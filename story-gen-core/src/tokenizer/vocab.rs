use std::collections::HashMap;

/// Identifier of a vocabulary token.
pub type TokenId = u32;

/// Reserved token for symbols never seen at training time.
pub const UNKNOWN_TOKEN: &str = "<unk>";
/// Reserved token used to pad the generation context at story starts.
pub const START_OF_TEXT_TOKEN: &str = "<bos>";
/// Reserved token marking the end of a story.
pub const END_OF_TEXT_TOKEN: &str = "<eot>";

pub const UNKNOWN_ID: TokenId = 0;
pub const START_OF_TEXT_ID: TokenId = 1;
pub const END_OF_TEXT_ID: TokenId = 2;

/// Marker appended to the final symbol of every word so that merges never
/// cross word boundaries. Stripped again at decode time.
pub const END_OF_WORD_MARKER: &str = "</w>";

/// Append-only mapping between token strings and stable integer ids.
///
/// Ids are assigned in insertion order: the reserved control tokens first
/// (at their fixed ids), then base symbols in corpus scan order, then merged
/// symbols in merge-rank order. The inverse mapping (id to string) is kept
/// for decoding.
///
/// # Invariants
/// - A token string maps to exactly one id and vice versa
/// - The reserved tokens occupy ids 0, 1 and 2
/// - Ids are never reassigned once handed out
#[derive(Clone, Debug, Default, PartialEq, Eq)]
pub struct Vocabulary {
	tokens: Vec<String>,
	ids: HashMap<String, TokenId>,
}

impl Vocabulary {
	/// Creates a vocabulary holding only the reserved control tokens.
	pub fn new() -> Self {
		let mut vocab = Self { tokens: Vec::new(), ids: HashMap::new() };
		vocab.intern(UNKNOWN_TOKEN);
		vocab.intern(START_OF_TEXT_TOKEN);
		vocab.intern(END_OF_TEXT_TOKEN);
		vocab
	}

	/// Rebuilds a vocabulary from a persisted, insertion-ordered token list.
	///
	/// # Errors
	/// Returns an error if the list contains duplicates or the reserved
	/// tokens are missing from their fixed ids.
	pub fn from_tokens(tokens: Vec<String>) -> Result<Self, String> {
		let mut ids = HashMap::with_capacity(tokens.len());
		for (id, token) in tokens.iter().enumerate() {
			if ids.insert(token.clone(), id as TokenId).is_some() {
				return Err(format!("duplicate vocabulary entry {token:?}"));
			}
		}
		let vocab = Self { tokens, ids };
		let reserved = [
			(UNKNOWN_TOKEN, UNKNOWN_ID),
			(START_OF_TEXT_TOKEN, START_OF_TEXT_ID),
			(END_OF_TEXT_TOKEN, END_OF_TEXT_ID),
		];
		for (token, id) in reserved {
			if vocab.id_of(token) != Some(id) {
				return Err(format!("reserved token {token:?} missing or not at id {id}"));
			}
		}
		Ok(vocab)
	}

	/// Returns the id of `token`, inserting it first if unseen.
	pub fn intern(&mut self, token: &str) -> TokenId {
		if let Some(&id) = self.ids.get(token) {
			return id;
		}
		let id = self.tokens.len() as TokenId;
		self.tokens.push(token.to_owned());
		self.ids.insert(token.to_owned(), id);
		id
	}

	/// Looks up the id of a token string.
	pub fn id_of(&self, token: &str) -> Option<TokenId> {
		self.ids.get(token).copied()
	}

	/// Looks up the token string for an id.
	pub fn token(&self, id: TokenId) -> Option<&str> {
		self.tokens.get(id as usize).map(String::as_str)
	}

	/// All token strings in id order.
	pub fn tokens(&self) -> &[String] {
		&self.tokens
	}

	pub fn len(&self) -> usize {
		self.tokens.len()
	}

	pub fn is_empty(&self) -> bool {
		self.tokens.is_empty()
	}
}
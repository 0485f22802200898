use std::path::Path;

use serde::{Deserialize, Serialize};

use crate::io;
use crate::tokenizer::vocab::TokenId;

/// Separator character the preprocessor writes after each story.
///
/// Taken from the Unicode private use area so it can never collide with
/// corpus text.
pub const STORY_SEPARATOR: char = '\u{E003}';

/// A pre-cleaned training corpus, split into individual stories.
///
/// The loader expects plain UTF-8 text with stories delimited by
/// [`STORY_SEPARATOR`]. Empty segments (for example a trailing separator)
/// are dropped. Any other markers the preprocessor may embed are left in
/// place and treated as ordinary text by the tokenizer.
#[derive(Clone, Debug, Default, PartialEq, Eq)]
pub struct Corpus {
	stories: Vec<String>,
}

impl Corpus {
	/// Loads and splits a corpus file.
	///
	/// # Errors
	/// Returns an error if the file cannot be read or is not valid UTF-8.
	pub fn from_file<P: AsRef<Path>>(path: P) -> Result<Self, Box<dyn std::error::Error>> {
		Ok(Self::from_text(&io::read_text(path)?))
	}

	/// Splits raw corpus text into stories on [`STORY_SEPARATOR`].
	pub fn from_text(text: &str) -> Self {
		let stories = text
			.split(STORY_SEPARATOR)
			.map(str::trim)
			.filter(|story| !story.is_empty())
			.map(str::to_owned)
			.collect();
		Self { stories }
	}

	/// Read-only view of the stories, in corpus order.
	pub fn stories(&self) -> &[String] {
		&self.stories
	}

	/// Number of stories in the corpus.
	pub fn len(&self) -> usize {
		self.stories.len()
	}

	pub fn is_empty(&self) -> bool {
		self.stories.is_empty()
	}
}

/// A corpus after tokenization: one token-id sequence per story.
///
/// Every story sequence ends with the end-of-text id, the boundary marker
/// the trigram model relies on: counting windows never span two stories.
/// This is the unit cached to disk between training runs.
#[derive(Serialize, Deserialize, Clone, Debug, Default, PartialEq, Eq)]
pub struct TokenizedCorpus {
	stories: Vec<Vec<TokenId>>,
}

impl TokenizedCorpus {
	pub fn new(stories: Vec<Vec<TokenId>>) -> Self {
		Self { stories }
	}

	/// Read-only view of the per-story token sequences.
	pub fn stories(&self) -> &[Vec<TokenId>] {
		&self.stories
	}

	/// Total number of tokens across all stories.
	pub fn token_count(&self) -> usize {
		self.stories.iter().map(Vec::len).sum()
	}

	pub fn is_empty(&self) -> bool {
		self.stories.is_empty()
	}
}

#[cfg(test)]
mod tests {
	use super::*;

	#[test]
	fn splits_on_story_separator() {
		let text = format!("پہلی کہانی{STORY_SEPARATOR}دوسری کہانی{STORY_SEPARATOR}");
		let corpus = Corpus::from_text(&text);
		assert_eq!(corpus.stories(), ["پہلی کہانی", "دوسری کہانی"]);
	}

	#[test]
	fn drops_blank_stories() {
		let text = format!("  {STORY_SEPARATOR}\n{STORY_SEPARATOR}ایک{STORY_SEPARATOR}");
		let corpus = Corpus::from_text(&text);
		assert_eq!(corpus.len(), 1);
	}

	#[test]
	fn text_without_separator_is_one_story() {
		let corpus = Corpus::from_text("ایک بار کا ذکر ہے");
		assert_eq!(corpus.len(), 1);
		assert!(!corpus.is_empty());
	}

	#[test]
	fn tokenized_corpus_counts_tokens() {
		let tokenized = TokenizedCorpus::new(vec![vec![3, 4, 2], vec![5, 2]]);
		assert_eq!(tokenized.token_count(), 5);
		assert_eq!(tokenized.stories().len(), 2);
	}
}
use std::error::Error;
use std::fs;
use std::path::Path;

use serde::{Deserialize, Serialize};
use serde::de::DeserializeOwned;

use crate::corpus::{Corpus, TokenizedCorpus};
use crate::io;
use crate::model::trigram::TrigramModel;
use crate::tokenizer::bpe::BpeTokenizer;
use crate::tokenizer::merges::{MergeRule, MergeTable};
use crate::tokenizer::vocab::Vocabulary;

/// Vocabulary file: token strings in insertion (id) order.
pub const VOCAB_FILE: &str = "bpe_vocab.bin";
/// Merge-rules file: (left, right) pairs in rank order.
pub const MERGES_FILE: &str = "bpe_merges.bin";
/// Count-tables file: the trained trigram model.
pub const COUNTS_FILE: &str = "trigram_counts.bin";

const FORMAT_VERSION: u16 = 1;

#[derive(Serialize, Deserialize)]
struct VocabFile {
	version: u16,
	tokens: Vec<String>,
}

#[derive(Serialize, Deserialize)]
struct MergesFile {
	version: u16,
	rules: Vec<MergeRule>,
}

#[derive(Serialize, Deserialize)]
struct CountsFile {
	version: u16,
	model: TrigramModel,
}

#[derive(Serialize, Deserialize)]
struct TokenCacheFile {
	version: u16,
	vocab_len: u32,
	merge_count: u32,
	corpus: TokenizedCorpus,
}

/// The trained model artifact: everything serving needs.
///
/// Persisted as three `postcard` files in one directory. Loading validates
/// each file and reconstructs state behaviorally identical to the freshly
/// trained artifact; a malformed or truncated file is rejected outright,
/// never partially adopted.
#[derive(Debug)]
pub struct Artifact {
	pub tokenizer: BpeTokenizer,
	pub model: TrigramModel,
}

impl Artifact {
	pub fn new(tokenizer: BpeTokenizer, model: TrigramModel) -> Self {
		Self { tokenizer, model }
	}

	/// Writes the vocabulary, merge-rules and count-tables files.
	///
	/// # Errors
	/// Returns an error if the directory cannot be created or any file
	/// cannot be serialized or written.
	pub fn save<P: AsRef<Path>>(&self, dir: P) -> Result<(), Box<dyn Error>> {
		let dir = dir.as_ref();
		fs::create_dir_all(dir)?;

		let vocab = VocabFile {
			version: FORMAT_VERSION,
			tokens: self.tokenizer.vocab().tokens().to_vec(),
		};
		fs::write(dir.join(VOCAB_FILE), postcard::to_stdvec(&vocab)?)?;

		let merges = MergesFile {
			version: FORMAT_VERSION,
			rules: self.tokenizer.merges().rules().to_vec(),
		};
		fs::write(dir.join(MERGES_FILE), postcard::to_stdvec(&merges)?)?;

		let counts = CountsFile { version: FORMAT_VERSION, model: self.model.clone() };
		fs::write(dir.join(COUNTS_FILE), postcard::to_stdvec(&counts)?)?;

		log::info!("saved model artifact to {}", dir.display());
		Ok(())
	}

	/// Loads and validates a persisted artifact.
	///
	/// # Errors
	/// Fails fast with a descriptive error on an unreadable or malformed
	/// file, a format-version mismatch, a vocabulary without the reserved
	/// tokens, or a merge rule that does not resolve against the vocabulary.
	pub fn load<P: AsRef<Path>>(dir: P) -> Result<Self, Box<dyn Error>> {
		let dir = dir.as_ref();

		let vocab_file: VocabFile = read_artifact_file(&dir.join(VOCAB_FILE))?;
		check_version(vocab_file.version, VOCAB_FILE)?;
		let vocab = Vocabulary::from_tokens(vocab_file.tokens)?;

		let merges_file: MergesFile = read_artifact_file(&dir.join(MERGES_FILE))?;
		check_version(merges_file.version, MERGES_FILE)?;
		let merges = MergeTable::from_rules(merges_file.rules, &vocab)?;

		let counts_file: CountsFile = read_artifact_file(&dir.join(COUNTS_FILE))?;
		check_version(counts_file.version, COUNTS_FILE)?;

		log::info!(
			"loaded model artifact from {}: {} tokens, {} merge rules",
			dir.display(),
			vocab.len(),
			merges.len()
		);
		Ok(Self::new(BpeTokenizer::new(vocab, merges), counts_file.model))
	}
}

fn read_artifact_file<T: DeserializeOwned>(path: &Path) -> Result<T, Box<dyn Error>> {
	let bytes = fs::read(path).map_err(|e| format!("failed to read {}: {e}", path.display()))?;
	postcard::from_bytes(&bytes)
		.map_err(|e| format!("malformed artifact file {}: {e}", path.display()).into())
}

fn check_version(version: u16, file: &str) -> Result<(), String> {
	if version != FORMAT_VERSION {
		return Err(format!(
			"{file}: unsupported format version {version}, expected {FORMAT_VERSION}"
		));
	}
	Ok(())
}

/// Tokenizes a corpus, reusing the on-disk cache when it is still valid.
///
/// The cache lives next to the corpus file (`<stem>.tokens.bin`) and is
/// stamped with the tokenizer's vocabulary size and merge count. A stale or
/// unreadable cache is re-tokenized and rewritten, never trusted.
pub fn tokenize_corpus_cached<P: AsRef<Path>>(
	corpus_path: P,
	corpus: &Corpus,
	tokenizer: &BpeTokenizer,
) -> Result<TokenizedCorpus, Box<dyn Error>> {
	let cache_path = io::build_output_path(&corpus_path, "tokens.bin")?;
	let vocab_len = tokenizer.vocab().len() as u32;
	let merge_count = tokenizer.merges().len() as u32;

	if cache_path.exists() {
		let cached = fs::read(&cache_path)
			.ok()
			.and_then(|bytes| postcard::from_bytes::<TokenCacheFile>(&bytes).ok());
		match cached {
			Some(cache)
				if cache.version == FORMAT_VERSION
					&& cache.vocab_len == vocab_len
					&& cache.merge_count == merge_count =>
			{
				log::info!("loaded tokenized corpus cache from {}", cache_path.display());
				return Ok(cache.corpus);
			}
			_ => log::warn!(
				"tokenized corpus cache at {} is stale or unreadable, re-tokenizing",
				cache_path.display()
			),
		}
	}

	let tokenized = tokenizer.encode_corpus(corpus);
	let cache = TokenCacheFile {
		version: FORMAT_VERSION,
		vocab_len,
		merge_count,
		corpus: tokenized.clone(),
	};
	fs::write(&cache_path, postcard::to_stdvec(&cache)?)?;
	log::info!("cached tokenized corpus to {}", cache_path.display());
	Ok(tokenized)
}
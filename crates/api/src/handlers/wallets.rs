//! Handlers for wallet reads and the credit-limit entry point.

use axum::extract::{Path, State};
use axum::response::IntoResponse;
use axum::Json;
use centime_core::error::CoreError;
use centime_core::types::UserId;
use centime_db::models::wallet::RebuildCheck;
use centime_db::repositories::{TransactionRepo, WalletRepo};
use serde::Deserialize;

use crate::error::{AppError, AppResult};
use crate::middleware::identity::{Identity, RequireAdmin};
use crate::response::DataResponse;
use crate::state::AppState;

/// Body for credit-limit updates (plan policy / admin).
#[derive(Debug, Deserialize)]
pub struct CreditLimitBody {
    pub credit_limit: i64,
}

/// GET /wallets/{user_id}
///
/// Full wallet row. Admin only.
pub async fn get_wallet(
    State(state): State<AppState>,
    RequireAdmin(_caller): RequireAdmin,
    Path(user_id): Path<UserId>,
) -> AppResult<impl IntoResponse> {
    let wallet = WalletRepo::find_by_user(&state.pool, user_id)
        .await?
        .ok_or(AppError::Core(CoreError::NotFound {
            entity: "wallet",
            id: user_id,
        }))?;
    Ok(Json(DataResponse { data: wallet }))
}

/// GET /wallets/{user_id}/balance
///
/// Balance snapshot. Users may read their own; services and admins may
/// read anyone's.
pub async fn get_balance(
    State(state): State<AppState>,
    caller: Identity,
    Path(user_id): Path<UserId>,
) -> AppResult<impl IntoResponse> {
    if caller.user_id != user_id && !caller.is_service() {
        return Err(AppError::Core(CoreError::Forbidden(
            "Cannot read another user's balance".into(),
        )));
    }

    let snapshot = WalletRepo::read_balance(&state.pool, user_id)
        .await?
        .ok_or(AppError::Core(CoreError::NotFound {
            entity: "wallet",
            id: user_id,
        }))?;
    Ok(Json(DataResponse { data: snapshot }))
}

/// PUT /wallets/{user_id}/credit-limit
///
/// Set the credit limit supplied by the plan policy. Admin only.
pub async fn set_credit_limit(
    State(state): State<AppState>,
    RequireAdmin(_caller): RequireAdmin,
    Path(user_id): Path<UserId>,
    Json(body): Json<CreditLimitBody>,
) -> AppResult<impl IntoResponse> {
    if body.credit_limit < 0 {
        return Err(AppError::BadRequest(
            "credit_limit must not be negative".into(),
        ));
    }

    let wallet = WalletRepo::set_credit_limit(&state.pool, user_id, body.credit_limit).await?;
    tracing::info!(user_id, credit_limit = body.credit_limit, "Credit limit updated");
    Ok(Json(DataResponse { data: wallet }))
}

/// GET /wallets/{user_id}/rebuild-check
///
/// Audit endpoint: replay the transaction log and compare against the
/// cached wallet balance. Admin only.
pub async fn rebuild_check(
    State(state): State<AppState>,
    RequireAdmin(_caller): RequireAdmin,
    Path(user_id): Path<UserId>,
) -> AppResult<impl IntoResponse> {
    let wallet = WalletRepo::find_by_user(&state.pool, user_id)
        .await?
        .ok_or(AppError::Core(CoreError::NotFound {
            entity: "wallet",
            id: user_id,
        }))?;
    let replayed = TransactionRepo::replayed_balance(&state.pool, user_id).await?;

    let check = RebuildCheck {
        user_id,
        cached_balance: wallet.token_balance,
        replayed_balance: replayed,
        consistent: wallet.token_balance == replayed,
    };
    if !check.consistent {
        tracing::error!(
            user_id,
            cached = check.cached_balance,
            replayed = check.replayed_balance,
            "Wallet cache diverged from transaction log"
        );
    }
    Ok(Json(DataResponse { data: check }))
}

Instructions to follow
Your reply should be the number of lines in the entries that contain "TrigramModel", nothing more.

Answer box
4